Example 1: Improvement

Heading: 'Your parenting to-do list. There are no quick fixes, but you can be a better parent'#

Place and time: L.A. Parent, March 2009, pp 16-17

1. Treat your kids with love and respect.

· 2. Say "no" and mean it.

· 3. Teach your kids to respect others.

· 4. Watch what you say and do.

· 5. Make sure your home is a safe and wonderful place.

· 6. Try, try, try to decrease the yelling.

· 7. Be as consistent, predictable and stable as you can.

· 8. Don't be a helicopter parent.

· 9. Teach your kids to tolerate frustration, control their anger and verbalise their feelings effectively.

· 10. Take care of yourself.

* The headline is accompanied by a picture of a black man holding a black boy in his arms playfully upside down, and beside them a white woman cooking together with a white girl.

This example starts with a heading telling the reader that parenting is constant work and a challenging activity for everybody. Moreover, the reader is informed that there are no simple answers or ways of doing this, there are 'no quick fixes' (headline); however, reading this 'parenting to-do list' will help. When parenting is conceptualised, described and discussed along these lines, it implies that adults are expected to make 'better parenting' a relevant issue in their everyday lives. Parenting is construed as a process where the main task is improvement of the adult's behaviour. No matter how good you are, there is always more that can be done, 'you can be a better parent' (headline). Parenting is hard work and the goal is to practise, reflect, evaluate and adjust one's own parenting. We can see how the advice makes a clear distinction between what could be called parental obligations and parental recommendations.

Parental obligations are: to 'teach' kids to control themselves, tolerate frustration, control their anger and verbalise their feelings' and to teach children ' to respect others' (advice 3 and 9). Taking the responsibility for children developing social competence is a vital part of being the good parent, which is underlined by the word 'teach'. This verb is used as part of a command that is neither negotiable nor questionable. As a concept, 'teach' connects to actors and activities in formal education, thus the importance of the present 'curriculum' is underlined. Hence, the child becomes the learning subject, expected to adjust to the claims being displayed, and the parent becomes the teacher, responsible for finding ways for children to develop the proper skills. Nonetheless, some advice in the list is formulated as recommendations, something to work on, construed in terms of almost unattainable yet important goals. This is done by signalling effort and ambition, 'try, try, try to decrease the yelling' (advice 6) and 'be as consistent, predictable and stable as you can' (advice 7). Yelling is presented as a common problem in families that must be curtailed even though it will not fully end. A parallel can be seen in the seventh piece of advice, where 'consistency', 'predictability' and 'stability' are important skills in parenting that are seen as hard to fulfil. Note, when parents work as hard as they can to reach the ideal, lack of success is not a problem.

Parenting is shaped by making an effort, constantly practising to be better and developing the preferred competence.
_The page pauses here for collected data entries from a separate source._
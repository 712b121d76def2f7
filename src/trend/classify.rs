//! Week-over-week trend classification.

/// Change above this fraction counts as a real move.
const THRESHOLD: f64 = 0.05;

/// Coarse direction of a download series.
#[derive(Debug, Clone, Copy, PartialEq, Eq)]
pub enum TrendDirection {
    Up,
    Down,
    Stable,
}

impl TrendDirection {
    /// Chart caption, e.g. `Trending up`.
    pub fn label(&self) -> &'static str {
        match self {
            Self::Up => "Trending up",
            Self::Down => "Trending down",
            Self::Stable => "Stable",
        }
    }
}

/// Compare the mean of the most recent seven values against the mean of the
/// up-to-seven values before them.
///
/// Relative change above +5% is [`TrendDirection::Up`], below -5% is
/// [`TrendDirection::Down`], anything else (including too little history or
/// a zero previous mean) is [`TrendDirection::Stable`].
pub fn classify(values: &[u64]) -> TrendDirection {
    let recent_len = values.len().min(7);
    if recent_len == 0 {
        return TrendDirection::Stable;
    }

    let split = values.len() - recent_len;
    let recent = &values[split..];
    let previous = &values[split.saturating_sub(7)..split];
    if previous.is_empty() {
        return TrendDirection::Stable;
    }

    let recent_mean = mean(recent);
    let previous_mean = mean(previous);
    if previous_mean == 0.0 {
        return TrendDirection::Stable;
    }

    let change = (recent_mean - previous_mean) / previous_mean;
    if change > THRESHOLD {
        TrendDirection::Up
    } else if change < -THRESHOLD {
        TrendDirection::Down
    } else {
        TrendDirection::Stable
    }
}

fn mean(values: &[u64]) -> f64 {
    values.iter().sum::<u64>() as f64 / values.len() as f64
}
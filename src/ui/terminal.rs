//! Interactive terminal UI.

use console::Term;
use std::io::Write;

use super::{
    should_use_colors, CurrentTheme, NonInteractiveUI, OutputMode, ProgressSpinner, SpinnerHandle,
    UserInterface,
};

/// Interactive terminal UI implementation.
pub struct TerminalUI {
    term: Term,
    theme: CurrentTheme,
    mode: OutputMode,
}

impl TerminalUI {
    /// Create a new terminal UI.
    pub fn new(mode: OutputMode) -> Self {
        let theme = if should_use_colors() {
            CurrentTheme::new()
        } else {
            CurrentTheme::plain()
        };

        Self {
            term: Term::stdout(),
            theme,
            mode,
        }
    }
}

impl UserInterface for TerminalUI {
    fn output_mode(&self) -> OutputMode {
        self.mode
    }

    fn set_output_mode(&mut self, mode: OutputMode) {
        self.mode = mode;
    }

    fn message(&mut self, msg: &str) {
        writeln!(self.term, "{}", msg).ok();
    }

    fn success(&mut self, msg: &str) {
        if self.mode.shows_status() {
            writeln!(self.term, "{}", self.theme.format_success(msg)).ok();
        }
    }

    fn warning(&mut self, msg: &str) {
        if self.mode.shows_status() {
            writeln!(self.term, "{}", self.theme.format_warning(msg)).ok();
        }
    }

    fn error(&mut self, msg: &str) {
        writeln!(self.term, "{}", self.theme.format_error(msg)).ok();
    }

    fn start_spinner(&mut self, message: &str) -> Box<dyn SpinnerHandle> {
        if self.mode.shows_spinners() {
            Box::new(ProgressSpinner::new(message))
        } else {
            Box::new(ProgressSpinner::hidden())
        }
    }

    fn show_header(&mut self, title: &str) {
        if self.mode.shows_status() {
            writeln!(self.term, "\n{}\n", self.theme.format_header(title)).ok();
        }
    }

    fn show_hint(&mut self, hint: &str) {
        if self.mode.shows_status() {
            writeln!(self.term, "  {}", self.theme.hint.apply_to(hint)).ok();
            writeln!(self.term).ok();
        }
    }

    fn is_interactive(&self) -> bool {
        self.term.is_term()
    }
}

/// Create the appropriate UI based on context.
pub fn create_ui(interactive: bool, mode: OutputMode) -> Box<dyn UserInterface> {
    if interactive && Term::stdout().is_term() {
        Box::new(TerminalUI::new(mode))
    } else {
        Box::new(NonInteractiveUI::new(mode))
    }
}
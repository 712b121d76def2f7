//! Command-line interface for Current.
//!
//! This module provides the CLI argument parsing using clap's derive macros
//! and command implementations.
//!
//! # Architecture
//!
//! - [`args`] - Argument definitions using clap derive macros
//! - [`commands`] - Command implementations

pub mod args;
pub mod commands;

pub use args::{
    Cli, Commands, CompletionsArgs, SearchArgs, ShowArgs, StacksArgs, TrendingArgs,
};
pub use commands::{Command, CommandDispatcher, CommandResult};
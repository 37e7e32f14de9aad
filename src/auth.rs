/// API credential (GitHub token or Azure DevOps personal access token).
///
/// The value never shows up in `Debug` output so configs can be logged freely.
#[derive(Clone)]
pub struct Token(String);

impl From<&str> for Token {
    fn from(value: &str) -> Self {
        Self(value.to_owned())
    }
}

impl From<String> for Token {
    fn from(value: String) -> Self {
        Self(value)
    }
}

impl Token {
    /// Blank values coming from an empty environment variable count as no token.
    pub fn from_optional(value: Option<&str>) -> Option<Self> {
        value
            .map(str::trim)
            .filter(|v| !v.is_empty())
            .map(Self::from)
    }

    pub fn as_str(&self) -> &str {
        &self.0
    }
}

impl std::fmt::Debug for Token {
    fn fmt(&self, f: &mut std::fmt::Formatter<'_>) -> std::fmt::Result {
        write!(f, "<redacted>")
    }
}
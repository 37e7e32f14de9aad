use std::future::Future;

use log::{debug, error};

use crate::error::Result;

pub const PAGE_SIZE: u32 = 100;

/// Position of the next page to request.
#[derive(Debug, Clone, Copy, PartialEq, Eq)]
pub enum PageCursor {
    /// 1-based page number, as GitHub paginates.
    Page { page: u32, per_page: u32 },
    /// Offset window, as Azure DevOps paginates.
    Window { skip: u32, top: u32 },
}

impl PageCursor {
    pub fn first_page() -> Self {
        Self::Page {
            page: 1,
            per_page: PAGE_SIZE,
        }
    }

    pub fn first_window() -> Self {
        Self::Window {
            skip: 0,
            top: PAGE_SIZE,
        }
    }

    /// Page number and size, converting a window if needed.
    pub fn as_page(self) -> (u32, u32) {
        match self {
            Self::Page { page, per_page } => (page, per_page),
            Self::Window { skip, top } => (skip / top.max(1) + 1, top),
        }
    }

    /// Skip and top, converting a page number if needed.
    pub fn as_window(self) -> (u32, u32) {
        match self {
            Self::Page { page, per_page } => (page.saturating_sub(1) * per_page, per_page),
            Self::Window { skip, top } => (skip, top),
        }
    }

    fn next(self) -> Self {
        match self {
            Self::Page { page, per_page } => Self::Page {
                page: page + 1,
                per_page,
            },
            Self::Window { skip, top } => Self::Window {
                skip: skip + top,
                top,
            },
        }
    }

    /// Page-numbered APIs only signal the end with an empty page; windowed
    /// APIs end on the first short page.
    fn is_last(self, fetched: usize) -> bool {
        match self {
            Self::Page { .. } => fetched == 0,
            Self::Window { top, .. } => fetched < top as usize,
        }
    }
}

/// Fetches pages starting at `cursor` and concatenates them.
///
/// A failed page ends the loop: the error is logged and whatever was already
/// collected is returned.
pub async fn collect_pages<T, F, Fut>(what: &str, mut cursor: PageCursor, mut fetch: F) -> Vec<T>
where
    F: FnMut(PageCursor) -> Fut,
    Fut: Future<Output = Result<Vec<T>>>,
{
    let mut items = Vec::new();

    loop {
        let page = match fetch(cursor).await {
            Ok(page) => page,
            Err(e) => {
                error!("Error fetching {what}: {e}");
                break;
            }
        };

        let fetched = page.len();
        items.extend(page);

        debug!(
            "{what}: {cursor:?} returned {fetched} items (total: {})",
            items.len()
        );

        if cursor.is_last(fetched) {
            break;
        }

        cursor = cursor.next();
    }

    items
}

#[cfg(test)]
mod tests {
    use super::*;
    use crate::error::CommitLensError;
    use reqwest::StatusCode;

    fn pages(sizes: &[usize]) -> Vec<Vec<usize>> {
        sizes.iter().map(|&n| (0..n).collect()).collect()
    }

    #[tokio::test]
    async fn test_page_mode_runs_until_empty_page() {
        let mut responses = pages(&[100, 100, 37, 0]).into_iter();
        let mut requested = Vec::new();

        let items = collect_pages("commits", PageCursor::first_page(), |cursor| {
            requested.push(cursor);
            let page = responses.next().unwrap_or_default();
            async move { Ok::<_, CommitLensError>(page) }
        })
        .await;

        assert_eq!(items.len(), 237);
        assert_eq!(requested.len(), 4);
        assert_eq!(
            requested.last(),
            Some(&PageCursor::Page {
                page: 4,
                per_page: 100
            })
        );
    }

    #[tokio::test]
    async fn test_window_mode_stops_on_short_page() {
        let mut responses = pages(&[100, 100, 37]).into_iter();
        let mut requested = Vec::new();

        let items = collect_pages("commits", PageCursor::first_window(), |cursor| {
            requested.push(cursor);
            let page = responses.next().unwrap_or_default();
            async move { Ok::<_, CommitLensError>(page) }
        })
        .await;

        assert_eq!(items.len(), 237);
        assert_eq!(
            requested,
            vec![
                PageCursor::Window { skip: 0, top: 100 },
                PageCursor::Window {
                    skip: 100,
                    top: 100
                },
                PageCursor::Window {
                    skip: 200,
                    top: 100
                },
            ]
        );
    }

    #[tokio::test]
    async fn test_empty_first_page_makes_a_single_request() {
        let mut calls = 0;

        let items: Vec<usize> = collect_pages("repositories", PageCursor::first_page(), |_| {
            calls += 1;
            async { Ok::<_, CommitLensError>(Vec::new()) }
        })
        .await;

        assert!(items.is_empty());
        assert_eq!(calls, 1);
    }

    #[tokio::test]
    async fn test_failed_page_keeps_partial_results() {
        let mut calls = 0;

        let items = collect_pages("branches", PageCursor::first_page(), |_| {
            calls += 1;
            let result = if calls == 1 {
                Ok(vec![1, 2, 3])
            } else {
                Err(CommitLensError::Api {
                    status: StatusCode::INTERNAL_SERVER_ERROR,
                    body: "boom".to_string(),
                })
            };
            async move { result }
        })
        .await;

        assert_eq!(items, vec![1, 2, 3]);
        assert_eq!(calls, 2);
    }

    #[test]
    fn test_cursor_conversions() {
        assert_eq!(PageCursor::first_page().as_window(), (0, 100));
        assert_eq!(
            PageCursor::Page {
                page: 3,
                per_page: 100
            }
            .as_window(),
            (200, 100)
        );
        assert_eq!(
            PageCursor::Window {
                skip: 200,
                top: 100
            }
            .as_page(),
            (3, 100)
        );
    }
}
The image of parenting that is provided can be described in terms of caring, 'treat your kids with love and respect', and 'make sure your home is a safe and wonderful place' (advice 1 and 5) as well as being responsible, establishing everyday rules with prevailing possibilities and restrictions, 'say no and mean it' (advice 2). These items of advice address parents in terms of making them role models, emphasising that adults are responsible for their actions and have influence on their children's lives, watch what you say and do', 'take care of yourself (advice 4 and 10). However, one piece of advice differs from the others -- 'don't be a helicopter parent' (advice 8). This implies overparenting -- having children under constant surveillance, where the children tend to be given no responsibilities. The fact that helicopter parenting is not explained to the readers shows how much the notion is taken for granted. This has to be seen in light of the US debate on parents who oversee their children's everyday lives in every way, which the media presents as very negative. It is the only piece of advice that is formulated in the negative.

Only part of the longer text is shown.